* _INPUT MATERIAL_:
//! Emergency exit instruction handler.
//!
//! Guardian-triggered return of a staker's full principal. Reward settlement
//! is skipped and pending reward is forfeited. Available while paused.

use anchor_lang::prelude::*;
use anchor_spl::token::{Token, TokenAccount};

use crate::auth::{Authorizer, Role};
use crate::constants::*;
use crate::error::StakingError;
use crate::events::EmergencyExited;
use crate::instructions::vault::transfer_from_vault;
use crate::state::{Config, Pool, StakePosition};

/// Accounts required for an emergency exit.
#[derive(Accounts)]
#[instruction(pool_id: u64)]
pub struct EmergencyExit<'info> {
    /// Holder of the guardian role.
    pub guardian: Signer<'info>,

    /// Global config.
    #[account(
        seeds = [CONFIG_SEED],
        bump = config.bump
    )]
    pub config: Account<'info, Config>,

    /// The pool.
    #[account(
        mut,
        seeds = [POOL_SEED, &pool_id.to_le_bytes()],
        bump = pool.bump,
        constraint = pool.id == pool_id @ StakingError::InvalidPool,
        has_one = staking_vault @ StakingError::VaultMismatch
    )]
    pub pool: Account<'info, Pool>,

    /// The staker whose position is closed out.
    /// CHECK: Only used as a PDA seed and token account owner check.
    pub staker: UncheckedAccount<'info>,

    /// Staker's position.
    #[account(
        mut,
        seeds = [STAKE_SEED, pool.key().as_ref(), staker.key().as_ref()],
        bump = position.bump,
        constraint = position.pool == pool.key() @ StakingError::InvalidPool
    )]
    pub position: Account<'info, StakePosition>,

    /// Staker's token account receiving principal.
    #[account(
        mut,
        constraint = staker_token_account.mint == pool.staking_mint @ StakingError::MintMismatch,
        constraint = staker_token_account.owner == staker.key() @ StakingError::InvalidTokenOwner
    )]
    pub staker_token_account: Account<'info, TokenAccount>,

    /// Pool's staking vault.
    #[account(mut)]
    pub staking_vault: Account<'info, TokenAccount>,

    /// Token program.
    pub token_program: Program<'info, Token>,
}

/// Return a staker's principal, bypassing reward settlement.
///
/// # Arguments
/// * `ctx` - EmergencyExit accounts context
/// * `pool_id` - Id of the pool
///
/// # Returns
/// Result indicating success or error
pub fn handler(mut ctx: Context<EmergencyExit>, pool_id: u64) -> Result<()> {
    ctx.accounts
        .config
        .require_role(&ctx.accounts.guardian.key(), Role::Guardian)?;

    let clock = Clock::get()?;
    let now = clock.unix_timestamp;

    let accounts = &mut ctx.accounts;
    let principal = accounts.position.emergency_exit(&mut accounts.pool, now)?;

    transfer_from_vault(
        &accounts.token_program,
        &accounts.staking_vault,
        &accounts.staker_token_account,
        &accounts.pool,
        principal,
    )?;

    msg!(
        "Emergency exit: returned {} tokens to {} from pool {}",
        principal,
        accounts.staker.key(),
        pool_id
    );
    msg!("Guardian: {}", accounts.guardian.key());

    emit!(EmergencyExited {
        pool_id,
        staker: accounts.staker.key(),
        amount: principal,
        guardian: accounts.guardian.key(),
        timestamp: now,
    });

    Ok(())
}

* _TASK DETAILS_:
In the data above, which lines have "Result"? Report each of them.

* _THE ANSWER_:
/// Result indicating success or error
pub fn handler(mut ctx: Context<EmergencyExit>, pool_id: u64) -> Result<()> {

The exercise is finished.